### PROBLEM
Go through the records and copy each line where the string "Fails" occurs.

### EXERCISE MATERIALS

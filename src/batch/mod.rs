//! # Batch Tracker
//!
//! Owns the batch aggregate: registers processing batches, drives their
//! state machine through the store, and records which sites and result
//! files each batch produced. Catalog entities are referenced by id only.
//!
//! Batch history is append-only: failed and terminated attempts stay
//! visible forever, which is what makes OOM retries auditable.

use std::sync::Arc;

use chrono::Utc;
use tracing::{info, warn};

use crate::error::{PlateflowError, Result};
use crate::models::{NewProcessingBatch, ProcessingBatch};
use crate::state_machine::{transition, BatchEvent, BatchState};
use crate::store::{BatchStore, CatalogStore, FileRef, WellSiteRef};

/// Batch lifecycle service over injected store handles.
pub struct BatchTracker {
    batches: Arc<dyn BatchStore>,
    catalog: Arc<dyn CatalogStore>,
}

impl BatchTracker {
    pub fn new(batches: Arc<dyn BatchStore>, catalog: Arc<dyn CatalogStore>) -> Self {
        Self { batches, catalog }
    }

    /// Next unused batch id for an experiment: `max(existing) + 1`, or 0
    /// for the first batch. Retries after an OOM failure therefore always
    /// get a strictly larger id than every prior attempt.
    pub async fn next_batch_id(&self, experiment_id: i64) -> Result<i64> {
        Ok(match self.batches.max_batch_id(experiment_id).await? {
            Some(max) => max + 1,
            None => 0,
        })
    }

    /// Create the batch row in `registered`. Fails with `DuplicateBatch`
    /// when the (experiment, batch id) pair already exists.
    pub async fn register_batch(
        &self,
        experiment_id: i64,
        batch_id: i64,
    ) -> Result<ProcessingBatch> {
        let batch = self
            .batches
            .insert_batch(NewProcessingBatch {
                experiment_id,
                batch_id,
                status: BatchState::Registered.to_string(),
            })
            .await?;
        info!(experiment_id, batch_id, "batch registered");
        Ok(batch)
    }

    /// `registered -> processing`; stamps the start time.
    pub async fn mark_processing(&self, experiment_id: i64, batch_id: i64) -> Result<()> {
        self.apply(experiment_id, batch_id, BatchEvent::Start).await
    }

    /// `processing -> uploading results to storage`.
    pub async fn mark_uploading(&self, experiment_id: i64, batch_id: i64) -> Result<()> {
        self.apply(experiment_id, batch_id, BatchEvent::StartUpload)
            .await
    }

    /// `uploading -> done`; stamps the end time.
    pub async fn mark_done(&self, experiment_id: i64, batch_id: i64) -> Result<()> {
        self.apply(experiment_id, batch_id, BatchEvent::Complete)
            .await
    }

    /// `processing -> failed.<exit code>`; stamps the end time.
    pub async fn mark_failed(
        &self,
        experiment_id: i64,
        batch_id: i64,
        exit_code: i32,
    ) -> Result<()> {
        warn!(experiment_id, batch_id, exit_code, "batch failed");
        self.apply(experiment_id, batch_id, BatchEvent::Fail(exit_code))
            .await
    }

    /// `processing -> terminated`; invoked on operator cancellation so the
    /// batch is visibly abandoned rather than stuck in `processing`.
    pub async fn mark_terminated(&self, experiment_id: i64, batch_id: i64) -> Result<()> {
        warn!(experiment_id, batch_id, "batch terminated by cancellation");
        self.apply(experiment_id, batch_id, BatchEvent::Terminate)
            .await
    }

    /// Attach result files and the (well, site) pairs the batch covered.
    /// Only legal once the batch reached the uploading state; sites are
    /// resolved through the catalog by external (well name, site index)
    /// address.
    pub async fn record_result_files(
        &self,
        experiment_id: i64,
        batch_id: i64,
        files: &[FileRef],
        well_sites: &[WellSiteRef],
    ) -> Result<()> {
        let batch = self.load(experiment_id, batch_id).await?;
        let state = parse_state(&batch)?;
        if !state.allows_result_recording() {
            return Err(PlateflowError::InvalidTransition {
                batch_id,
                from: state.to_string(),
                to: "record result files".to_string(),
            });
        }

        let mut site_ids = Vec::with_capacity(well_sites.len());
        for ws in well_sites {
            let site = self
                .catalog
                .find_site(experiment_id, &ws.well, ws.site)
                .await?
                .ok_or_else(|| {
                    PlateflowError::Validation(format!(
                        "well {:?} site {} not found for experiment {experiment_id}",
                        ws.well, ws.site
                    ))
                })?;
            site_ids.push(site.id);
        }

        self.batches.insert_result_files(batch.id, files).await?;
        self.batches.insert_batch_sites(batch.id, &site_ids).await?;
        info!(
            experiment_id,
            batch_id,
            files = files.len(),
            sites = site_ids.len(),
            "batch results recorded"
        );
        Ok(())
    }

    /// Current state of a batch.
    pub async fn batch_state(&self, experiment_id: i64, batch_id: i64) -> Result<BatchState> {
        let batch = self.load(experiment_id, batch_id).await?;
        parse_state(&batch)
    }

    async fn apply(&self, experiment_id: i64, batch_id: i64, event: BatchEvent) -> Result<()> {
        let batch = self.load(experiment_id, batch_id).await?;
        let state = parse_state(&batch)?;
        let next = transition(batch_id, &state, &event)?;

        let now = Utc::now().naive_utc();
        let started_at = match event {
            BatchEvent::Start => Some(now),
            _ => batch.started_at,
        };
        let ended_at = match event {
            BatchEvent::Complete | BatchEvent::Fail(_) | BatchEvent::Terminate => Some(now),
            _ => batch.ended_at,
        };

        self.batches
            .set_batch_state(batch.id, &next.to_string(), started_at, ended_at)
            .await
    }

    async fn load(&self, experiment_id: i64, batch_id: i64) -> Result<ProcessingBatch> {
        self.batches
            .find_batch(experiment_id, batch_id)
            .await?
            .ok_or_else(|| {
                PlateflowError::Validation(format!(
                    "batch {batch_id} not found for experiment {experiment_id}"
                ))
            })
    }
}

fn parse_state(batch: &ProcessingBatch) -> Result<BatchState> {
    batch
        .state()
        .map_err(|msg| PlateflowError::store("parse_state", msg))
}
//! # Persistence Seams
//!
//! Async repository traits over the two aggregates. Components receive
//! explicit store handles (dependency injection) so tests substitute the
//! in-memory implementation and production wires the Postgres one.
//!
//! The store is the single source of truth for batch state; individual
//! state transitions rely on row-level atomicity of one update, never on
//! application-level locks.

mod memory;
mod postgres;

pub use memory::MemoryStore;
pub use postgres::PostgresStore;

use async_trait::async_trait;
use chrono::NaiveDateTime;

use crate::error::Result;
use crate::models::{
    BatchSite, Channel, Experiment, ExperimentChannel, ExperimentWell, Image, Microscope,
    NewChannel, NewExperiment, NewExperimentChannel, NewImage, NewProcessingBatch, Objective,
    Plate, PlateType, ProcessingBatch, Project, ResultFile, Site, Well,
};

/// A result file reference as reported by the worker: logical filename
/// plus where the bytes landed in object storage.
#[derive(Debug, Clone, PartialEq, Eq, serde::Serialize, serde::Deserialize)]
pub struct FileRef {
    pub filename: String,
    pub storage_path: String,
}

/// A (well name, 1-indexed site) pair, the external addressing scheme the
/// worker reports completed sites in.
#[derive(Debug, Clone, PartialEq, Eq, serde::Serialize, serde::Deserialize)]
pub struct WellSiteRef {
    pub well: String,
    pub site: i64,
}

/// Catalog aggregate persistence. Lookup-or-create operations are keyed by
/// each entity's natural unique name; plate types and wells are pre-seeded
/// reference data and only support strict lookups plus explicit seeding.
#[async_trait]
pub trait CatalogStore: Send + Sync {
    async fn find_project(&self, name: &str) -> Result<Option<Project>>;
    async fn find_or_create_project(&self, name: &str) -> Result<Project>;
    async fn list_projects(&self) -> Result<Vec<Project>>;

    async fn find_plate_type(&self, model_name: &str) -> Result<Option<PlateType>>;
    /// Seeds one plate type together with its full well list.
    async fn insert_plate_type(
        &self,
        model_name: &str,
        manufacturer: &str,
        brand: &str,
        num_wells: i32,
        well_names: &[String],
    ) -> Result<PlateType>;

    async fn find_well(&self, plate_type_id: i64, name: &str) -> Result<Option<Well>>;

    async fn find_or_create_plate(&self, plate_type_id: i64, barcode: &str) -> Result<Plate>;
    async fn find_or_create_microscope(&self, name: &str) -> Result<Microscope>;
    async fn find_or_create_objective(&self, name: &str) -> Result<Objective>;

    async fn find_channel(&self, name: &str) -> Result<Option<Channel>>;
    async fn insert_channel(&self, channel: NewChannel) -> Result<Channel>;

    async fn find_experiment(&self, project_id: i64, name: &str) -> Result<Option<Experiment>>;
    async fn insert_experiment(&self, experiment: NewExperiment) -> Result<Experiment>;
    async fn list_experiments(&self, project_id: i64) -> Result<Vec<Experiment>>;

    /// Idempotent per (experiment, well): returns the existing join row if
    /// one exists with the same cell line.
    async fn find_or_create_experiment_well(
        &self,
        experiment_id: i64,
        well_id: i64,
        cell_line: Option<&str>,
    ) -> Result<ExperimentWell>;
    /// Experiment wells joined with their well rows (names included).
    async fn list_experiment_wells(&self, experiment_id: i64)
        -> Result<Vec<(ExperimentWell, Well)>>;

    /// Idempotent per (experiment well, site index): re-running experiment
    /// ingestion must not duplicate site rows.
    async fn find_or_create_site(
        &self,
        experiment_well_id: i64,
        site_index: i64,
        site_x: i64,
        site_y: i64,
        site_z: i64,
        site_t: i64,
    ) -> Result<Site>;
    /// All sites of an experiment, each paired with its well name.
    async fn list_sites(&self, experiment_id: i64) -> Result<Vec<(Site, String)>>;
    /// Resolve one site by external (well name, site index) address.
    async fn find_site(
        &self,
        experiment_id: i64,
        well_name: &str,
        site_index: i64,
    ) -> Result<Option<Site>>;

    async fn insert_experiment_channel(
        &self,
        channel: NewExperimentChannel,
    ) -> Result<ExperimentChannel>;
    async fn list_experiment_channels(&self, experiment_id: i64)
        -> Result<Vec<ExperimentChannel>>;

    async fn insert_images(&self, images: Vec<NewImage>) -> Result<Vec<Image>>;
}

/// Batch aggregate persistence. Batch rows are append-only history;
/// status updates mutate in place but rows are never deleted.
#[async_trait]
pub trait BatchStore: Send + Sync {
    /// Fails with `DuplicateBatch` when (experiment, batch id) exists.
    async fn insert_batch(&self, batch: NewProcessingBatch) -> Result<ProcessingBatch>;
    async fn find_batch(&self, experiment_id: i64, batch_id: i64)
        -> Result<Option<ProcessingBatch>>;
    async fn list_batches(&self, experiment_id: i64) -> Result<Vec<ProcessingBatch>>;
    /// Highest batch id used so far for the experiment, if any.
    async fn max_batch_id(&self, experiment_id: i64) -> Result<Option<i64>>;

    /// Overwrites status and both timestamps of one batch row. The single
    /// UPDATE is the atomicity unit the state machine relies on.
    async fn set_batch_state(
        &self,
        row_id: i64,
        status: &str,
        started_at: Option<NaiveDateTime>,
        ended_at: Option<NaiveDateTime>,
    ) -> Result<()>;

    async fn insert_batch_sites(&self, processing_batch_id: i64, site_ids: &[i64]) -> Result<()>;
    async fn list_batch_sites(&self, processing_batch_id: i64) -> Result<Vec<BatchSite>>;

    async fn insert_result_files(
        &self,
        processing_batch_id: i64,
        files: &[FileRef],
    ) -> Result<()>;
    async fn list_result_files(&self, processing_batch_id: i64) -> Result<Vec<ResultFile>>;
}
#[async_trait]
impl BatchStore for MemoryStore {
    async fn insert_batch(&self, batch: NewProcessingBatch) -> Result<ProcessingBatch> {
        let mut t = self.tables.lock();
        if t.batches
            .iter()
            .any(|b| b.experiment_id == batch.experiment_id && b.batch_id == batch.batch_id)
        {
            return Err(PlateflowError::DuplicateBatch {
                experiment_id: batch.experiment_id,
                batch_id: batch.batch_id,
            });
        }
        let id = t.allocate_id();
        let row = ProcessingBatch {
            id,
            experiment_id: batch.experiment_id,
            batch_id: batch.batch_id,
            status: batch.status,
            started_at: None,
            ended_at: None,
            created_at: Self::now(),
        };
        t.batches.push(row.clone());
        Ok(row)
    }

    async fn find_batch(
        &self,
        experiment_id: i64,
        batch_id: i64,
    ) -> Result<Option<ProcessingBatch>> {
        let t = self.tables.lock();
        Ok(t.batches
            .iter()
            .find(|b| b.experiment_id == experiment_id && b.batch_id == batch_id)
            .cloned())
    }

    async fn list_batches(&self, experiment_id: i64) -> Result<Vec<ProcessingBatch>> {
        let t = self.tables.lock();
        Ok(t.batches
            .iter()
            .filter(|b| b.experiment_id == experiment_id)
            .cloned()
            .collect())
    }

    async fn max_batch_id(&self, experiment_id: i64) -> Result<Option<i64>> {
        let t = self.tables.lock();
        Ok(t.batches
            .iter()
            .filter(|b| b.experiment_id == experiment_id)
            .map(|b| b.batch_id)
            .max())
    }

    async fn set_batch_state(
        &self,
        row_id: i64,
        status: &str,
        started_at: Option<NaiveDateTime>,
        ended_at: Option<NaiveDateTime>,
    ) -> Result<()> {
        let mut t = self.tables.lock();
        let batch = t
            .batches
            .iter_mut()
            .find(|b| b.id == row_id)
            .ok_or_else(|| {
                PlateflowError::store("set_batch_state", format!("no batch row {row_id}"))
            })?;
        batch.status = status.to_string();
        batch.started_at = started_at;
        batch.ended_at = ended_at;
        Ok(())
    }

    async fn insert_batch_sites(
        &self,
        processing_batch_id: i64,
        site_ids: &[i64],
    ) -> Result<()> {
        let mut t = self.tables.lock();
        for &site_id in site_ids {
            let id = t.allocate_id();
            t.batch_sites.push(BatchSite {
                id,
                processing_batch_id,
                site_id,
            });
        }
        Ok(())
    }

    async fn list_batch_sites(&self, processing_batch_id: i64) -> Result<Vec<BatchSite>> {
        let t = self.tables.lock();
        Ok(t.batch_sites
            .iter()
            .filter(|bs| bs.processing_batch_id == processing_batch_id)
            .cloned()
            .collect())
    }

    async fn insert_result_files(
        &self,
        processing_batch_id: i64,
        files: &[FileRef],
    ) -> Result<()> {
        let mut t = self.tables.lock();
        for file in files {
            let id = t.allocate_id();
            t.result_files.push(ResultFile {
                id,
                processing_batch_id,
                storage_path: file.storage_path.clone(),
                filename: file.filename.clone(),
            });
        }
        Ok(())
    }

    async fn list_result_files(&self, processing_batch_id: i64) -> Result<Vec<ResultFile>> {
        let t = self.tables.lock();
        Ok(t.result_files
            .iter()
            .filter(|rf| rf.processing_batch_id == processing_batch_id)
            .cloned()
            .collect())
    }
}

### RESULT OF THIS TASK
    /// Create the batch row in `registered`. Fails with `DuplicateBatch`
    /// Fails with `DuplicateBatch` when (experiment, batch id) exists.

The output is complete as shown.